EXERCISE DETAILS »
Of the lines below, copy those that hold the word "published".

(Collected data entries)

[Start of Attachment]

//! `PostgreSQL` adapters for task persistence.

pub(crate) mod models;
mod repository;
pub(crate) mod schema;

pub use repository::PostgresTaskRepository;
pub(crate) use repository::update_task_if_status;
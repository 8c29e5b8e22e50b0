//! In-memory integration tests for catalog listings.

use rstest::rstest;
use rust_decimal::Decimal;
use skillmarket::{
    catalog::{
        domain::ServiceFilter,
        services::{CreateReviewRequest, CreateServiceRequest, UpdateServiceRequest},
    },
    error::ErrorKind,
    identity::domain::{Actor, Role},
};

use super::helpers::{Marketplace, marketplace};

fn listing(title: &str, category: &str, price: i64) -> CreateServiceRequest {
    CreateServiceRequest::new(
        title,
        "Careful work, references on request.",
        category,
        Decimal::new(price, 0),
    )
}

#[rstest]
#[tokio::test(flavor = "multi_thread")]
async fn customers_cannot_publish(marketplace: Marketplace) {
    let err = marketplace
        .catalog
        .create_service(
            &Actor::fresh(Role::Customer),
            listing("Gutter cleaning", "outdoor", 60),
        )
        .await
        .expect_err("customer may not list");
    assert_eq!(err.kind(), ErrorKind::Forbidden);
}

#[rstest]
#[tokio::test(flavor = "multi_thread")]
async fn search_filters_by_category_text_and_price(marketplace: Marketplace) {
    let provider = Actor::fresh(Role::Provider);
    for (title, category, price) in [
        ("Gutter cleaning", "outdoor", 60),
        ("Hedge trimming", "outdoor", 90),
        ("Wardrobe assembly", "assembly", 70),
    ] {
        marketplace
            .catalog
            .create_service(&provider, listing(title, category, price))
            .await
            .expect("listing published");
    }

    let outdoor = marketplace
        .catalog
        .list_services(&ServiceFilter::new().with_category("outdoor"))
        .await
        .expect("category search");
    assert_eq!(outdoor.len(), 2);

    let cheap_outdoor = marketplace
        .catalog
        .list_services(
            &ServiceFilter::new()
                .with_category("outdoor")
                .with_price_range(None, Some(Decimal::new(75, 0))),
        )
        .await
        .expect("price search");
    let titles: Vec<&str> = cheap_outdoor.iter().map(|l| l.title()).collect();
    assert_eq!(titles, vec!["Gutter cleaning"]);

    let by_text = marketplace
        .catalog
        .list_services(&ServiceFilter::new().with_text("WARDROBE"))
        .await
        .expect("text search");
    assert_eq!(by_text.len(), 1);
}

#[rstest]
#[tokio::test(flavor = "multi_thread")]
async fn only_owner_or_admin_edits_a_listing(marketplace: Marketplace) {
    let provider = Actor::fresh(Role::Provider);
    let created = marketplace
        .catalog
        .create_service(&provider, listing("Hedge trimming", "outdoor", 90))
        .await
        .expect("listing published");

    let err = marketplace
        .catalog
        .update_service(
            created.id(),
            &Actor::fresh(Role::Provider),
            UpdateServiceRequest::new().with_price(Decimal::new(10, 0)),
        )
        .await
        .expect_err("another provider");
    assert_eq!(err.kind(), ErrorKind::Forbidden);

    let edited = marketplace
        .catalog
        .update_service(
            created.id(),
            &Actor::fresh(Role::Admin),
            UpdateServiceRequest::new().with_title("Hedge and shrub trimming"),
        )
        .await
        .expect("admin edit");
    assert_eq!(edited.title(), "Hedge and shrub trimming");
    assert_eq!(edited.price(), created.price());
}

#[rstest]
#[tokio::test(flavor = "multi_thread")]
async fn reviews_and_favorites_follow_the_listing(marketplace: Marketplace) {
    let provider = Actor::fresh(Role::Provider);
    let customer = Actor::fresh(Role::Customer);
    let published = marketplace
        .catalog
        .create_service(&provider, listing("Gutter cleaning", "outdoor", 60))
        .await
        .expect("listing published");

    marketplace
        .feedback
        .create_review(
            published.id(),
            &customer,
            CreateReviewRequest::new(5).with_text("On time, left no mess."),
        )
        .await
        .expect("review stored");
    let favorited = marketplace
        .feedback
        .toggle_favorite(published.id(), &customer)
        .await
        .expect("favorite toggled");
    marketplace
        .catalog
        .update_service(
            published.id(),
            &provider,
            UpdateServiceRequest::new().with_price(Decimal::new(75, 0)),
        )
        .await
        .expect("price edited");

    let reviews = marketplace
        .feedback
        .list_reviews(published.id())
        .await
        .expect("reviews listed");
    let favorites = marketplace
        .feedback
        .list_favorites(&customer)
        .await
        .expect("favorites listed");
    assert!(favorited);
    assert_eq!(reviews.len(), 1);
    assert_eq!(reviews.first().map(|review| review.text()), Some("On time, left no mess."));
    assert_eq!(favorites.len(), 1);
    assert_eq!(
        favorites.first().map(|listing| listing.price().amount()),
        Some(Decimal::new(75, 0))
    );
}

[End of Attachment]

YOUR SOLUTION »
            .expect("listing published");
        .expect("listing published");
    let published = marketplace
        .expect("listing published");
            published.id(),
        .toggle_favorite(published.id(), &customer)
            published.id(),
        .list_reviews(published.id())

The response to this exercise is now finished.